### REQUIREMENT
Using the entries below, return word for word the lines from the one containing "assert_eq!(model.half_spread(AssetClass::Alternative), 0.005);" up to and including the last.

### INPUT FOR THIS TASK

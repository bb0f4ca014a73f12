//! Trading costs.
//!
//! Trading a monetary value `v` in an asset with average daily traded value
//! `ADV` and annual volatility `σ` costs:
//!
//! ```text
//! spread = |v|·(half_spread + spread_slope·|v|/ADV)
//! impact = |v|·η·(σ/√252)·√(|v|/ADV)
//! fee    = |v|·fee_rate
//! ```
//!
//! Spread and impact both grow with trade size relative to ADV.

use serde::{Deserialize, Serialize};
use std::collections::BTreeMap;
use wealth_core::types::{Asset, AssetClass};

const TRADING_DAYS: f64 = 252.0;

/// Cost breakdown of one trade.
#[derive(Clone, Copy, Debug, Default, PartialEq, Serialize, Deserialize)]
pub struct TradeCost {
    /// Bid-ask spread paid
    pub spread: f64,
    /// Market impact paid
    pub impact: f64,
    /// Flat transaction fee
    pub fee: f64,
}

impl TradeCost {
    /// Sum of all components.
    #[inline]
    pub fn total(&self) -> f64 {
        self.spread + self.impact + self.fee
    }
}

impl std::ops::AddAssign for TradeCost {
    fn add_assign(&mut self, rhs: Self) {
        self.spread += rhs.spread;
        self.impact += rhs.impact;
        self.fee += rhs.fee;
    }
}

/// Spread, square-root impact and flat fee model.
///
/// # Examples
///
/// ```
/// use wealth_core::types::{Asset, AssetClass};
/// use wealth_simulation::costs::CostModel;
///
/// let equity = Asset::new("EQ", AssetClass::Equity, 0.08, 0.15);
/// let model = CostModel::default();
///
/// let small = model.cost(&equity, 10_000.0).total() / 10_000.0;
/// let large = model.cost(&equity, 10_000_000.0).total() / 10_000_000.0;
/// assert!(large > small);
/// assert_eq!(CostModel::zero().cost(&equity, 1e6).total(), 0.0);
/// ```
#[derive(Clone, Debug, PartialEq, Serialize, Deserialize)]
#[serde(default)]
pub struct CostModel {
    /// Per-class half-spread overrides; missing classes use the class default
    pub half_spreads: BTreeMap<AssetClass, f64>,
    /// Additional spread per unit of `|v|/ADV`
    pub spread_slope: f64,
    /// Square-root impact coefficient `η`
    pub impact_coefficient: f64,
    /// Flat fee per unit traded
    pub fee_rate: f64,
}

impl Default for CostModel {
    fn default() -> Self {
        Self {
            half_spreads: BTreeMap::new(),
            spread_slope: 1e-4,
            impact_coefficient: 0.1,
            fee_rate: 0.001,
        }
    }
}

impl CostModel {
    /// Frictionless trading.
    pub fn zero() -> Self {
        Self {
            half_spreads: AssetClass::ALL.iter().map(|c| (*c, 0.0)).collect(),
            spread_slope: 0.0,
            impact_coefficient: 0.0,
            fee_rate: 0.0,
        }
    }

    /// Half-spread applied to `class`.
    pub fn half_spread(&self, class: AssetClass) -> f64 {
        self.half_spreads
            .get(&class)
            .copied()
            .unwrap_or_else(|| class.default_half_spread())
    }

    /// Whether every component is zero.
    pub fn is_frictionless(&self) -> bool {
        self.spread_slope == 0.0
            && self.impact_coefficient == 0.0
            && self.fee_rate == 0.0
            && AssetClass::ALL.iter().all(|c| self.half_spread(*c) == 0.0)
    }

    /// Cost of trading `value` (either sign) in `asset`.
    pub fn cost(&self, asset: &Asset, value: f64) -> TradeCost {
        let v = value.abs();
        if v == 0.0 {
            return TradeCost::default();
        }
        let participation = v / asset.average_daily_volume.max(1.0);
        let daily_vol = asset.volatility / TRADING_DAYS.sqrt();
        TradeCost {
            spread: v * (self.half_spread(asset.class) + self.spread_slope * participation),
            impact: v * self.impact_coefficient * daily_vol * participation.sqrt(),
            fee: v * self.fee_rate,
        }
    }

    /// Validates parameter ranges.
    pub fn validate(&self) -> Result<(), String> {
        let rates = [
            ("spread_slope", self.spread_slope),
            ("impact_coefficient", self.impact_coefficient),
            ("fee_rate", self.fee_rate),
        ];
        for (name, value) in rates {
            if !(value >= 0.0) || !value.is_finite() {
                return Err(format!("{name} must be non-negative"));
            }
        }
        if self.fee_rate >= 1.0 {
            return Err("fee_rate must be below 1".to_string());
        }
        for (class, spread) in &self.half_spreads {
            if !(0.0..1.0).contains(spread) {
                return Err(format!("half spread for {class} must lie in [0, 1)"));
            }
        }
        Ok(())
    }
}

#[cfg(test)]
mod tests {
    use super::*;
    use approx::assert_relative_eq;

    fn equity() -> Asset {
        Asset::new("EQ", AssetClass::Equity, 0.08, 0.16).with_average_daily_volume(1_000_000.0)
    }

    #[test]
    fn test_cost_components() {
        let model = CostModel::default();
        let cost = model.cost(&equity(), 10_000.0);
        // participation 1%
        assert_relative_eq!(cost.spread, 10_000.0 * (0.0005 + 1e-4 * 0.01), epsilon = 1e-9);
        assert_relative_eq!(
            cost.impact,
            10_000.0 * 0.1 * (0.16 / 252f64.sqrt()) * 0.1,
            epsilon = 1e-9
        );
        assert_relative_eq!(cost.fee, 10.0, epsilon = 1e-12);
        assert_relative_eq!(cost.total(), cost.spread + cost.impact + cost.fee);
    }

    #[test]
    fn test_sells_cost_the_same_as_buys() {
        let model = CostModel::default();
        assert_eq!(model.cost(&equity(), -5_000.0), model.cost(&equity(), 5_000.0));
    }

    #[test]
    fn test_cost_fraction_increases_with_size() {
        let model = CostModel::default();
        let mut last = 0.0;
        for v in [1e3, 1e4, 1e5, 1e6, 1e7] {
            let fraction = model.cost(&equity(), v).total() / v;
            assert!(fraction > last);
            last = fraction;
        }
    }

    #[test]
    fn test_half_spread_override() {
        let mut model = CostModel::default();
        assert_eq!(model.half_spread(AssetClass::Alternative), 0.005);
        model.half_spreads.insert(AssetClass::Alternative, 0.01);
        assert_eq!(model.half_spread(AssetClass::Alternative), 0.01);
    }

    #[test]
    fn test_zero_model() {
        let model = CostModel::zero();
        assert!(model.is_frictionless());
        assert!(!CostModel::default().is_frictionless());
    }

    #[test]
    fn test_validation() {
        assert!(CostModel::default().validate().is_ok());
        let bad = CostModel {
            fee_rate: -0.1,
            ..CostModel::default()
        };
        assert!(bad.validate().is_err());
    }
}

### SOLUTION TO THE EXERCISE
        assert_eq!(model.half_spread(AssetClass::Alternative), 0.005);
        model.half_spreads.insert(AssetClass::Alternative, 0.01);
        assert_eq!(model.half_spread(AssetClass::Alternative), 0.01);
    }

    #[test]
    fn test_zero_model() {
        let model = CostModel::zero();
        assert!(model.is_frictionless());
        assert!(!CostModel::default().is_frictionless());
    }

    #[test]
    fn test_validation() {
        assert!(CostModel::default().validate().is_ok());
        let bad = CostModel {
            fee_rate: -0.1,
            ..CostModel::default()
        };
        assert!(bad.validate().is_err());
    }
}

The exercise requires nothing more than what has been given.